Sunday, April 3, 2005
Salon H & I (Hilton Cincinnati Netherland Plaza)
Session: 1192, Acute Care, 9:30 AM

Behavioral Correlates of Respiratory Distress Activated by Subcortical Brain Areas

Margaret Campbell, PhDc, RN, FAAN, Nurse Practitioner, Nursing Administration, Detroit Receiving Hospital, 4201 St. Antoine, Detroit, MI 48221 and Barbara Therrien, PhD, RN, FAAN, Associate Professor, School of Nursing, University of Michigan, 400 N. Ingalls, Ann Arbor, MI 48109.

Purpose: To identify the autonomic and emotional behaviors that occurs in response to an asphyxial threat.

Conceptual framework: Nociceptive responses activated by an asphyxial threat are evolutionarily ancient and produce measurable behaviors activated in subcortical brain areas. Some patients with respiratory distress are unable to self-report due to illness severity or cognitive impairment. Recognition of behavioral correlates of respiratory distress is postulated to have clinical and research utility.

Subjects: A convenience sample of 12 adult men and women patients were recruited from the medical intensive care unit in one urban medical center. Subjects were scheduled to experience a weaning trial from mechanical ventilation and were at risk for weaning failure and respiratory distress.

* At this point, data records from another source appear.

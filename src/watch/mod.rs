// src/watch/mod.rs

//! File watching and change detection.
//!
//! This module is responsible for:
//! - Compiling the per-task watch globs and the static-manifest reload rule.
//! - Wiring up a cross-platform filesystem watcher (`notify`) with a
//!   trailing-edge debounce so editor save bursts collapse into one trigger.
//! - Optional content hashing so touched-but-unchanged files don't re-run
//!   tasks.
//!
//! It does **not** know about the DAG or task dependencies; it only turns
//! filesystem changes into task-level triggers and reload requests.

pub mod hash;
pub mod patterns;
pub mod watcher;

pub use hash::HashLedger;
pub use patterns::{build_globset, build_watch_rules, WatchAction, WatchRule};
pub use watcher::{spawn_watcher, WatcherHandle};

Method: Subjects were monitored with a capnograph/oximeter and videotaped continuously for a baseline interval and up to 30 minutes during weaning. Measures included heart rate, respiratory rate, peripheral oxygen saturation, end-tidal carbon dioxide, accessory muscle use, paradoxical breathing pattern, nasal flaring, and a fearful facial expression. At the end of the trial subjects were asked to identify any primal emotion experienced during the wean by pointing to a photo array that corresponded to the subject’s race and gender. Other variables collected included age, gender, race, cognitive state, and primary diagnosis.

Results: The subjects were women (58%) and African-American (83%) who were experiencing acute (50%) vs. chronic (50%) respiratory failure. Subjects were cognitively intact (50%) vs. impaired (50%). An array of respiratory distress behaviors were displayed in response to hypercarbia and hypoxemia including signs of autonomic responsiveness and fear. Hypercarbia predicted fear. Behaviors did not differ by cognitive state. Subjects with acute failure displayed fear more frequently than subjects with chronic respiratory disease.

Conclusions: Subjects experiencing an asphyxial threat display similar behaviors arising from subcortical brain areas. Fear conditioning may contribute to differences displayed by chronic disease subjects.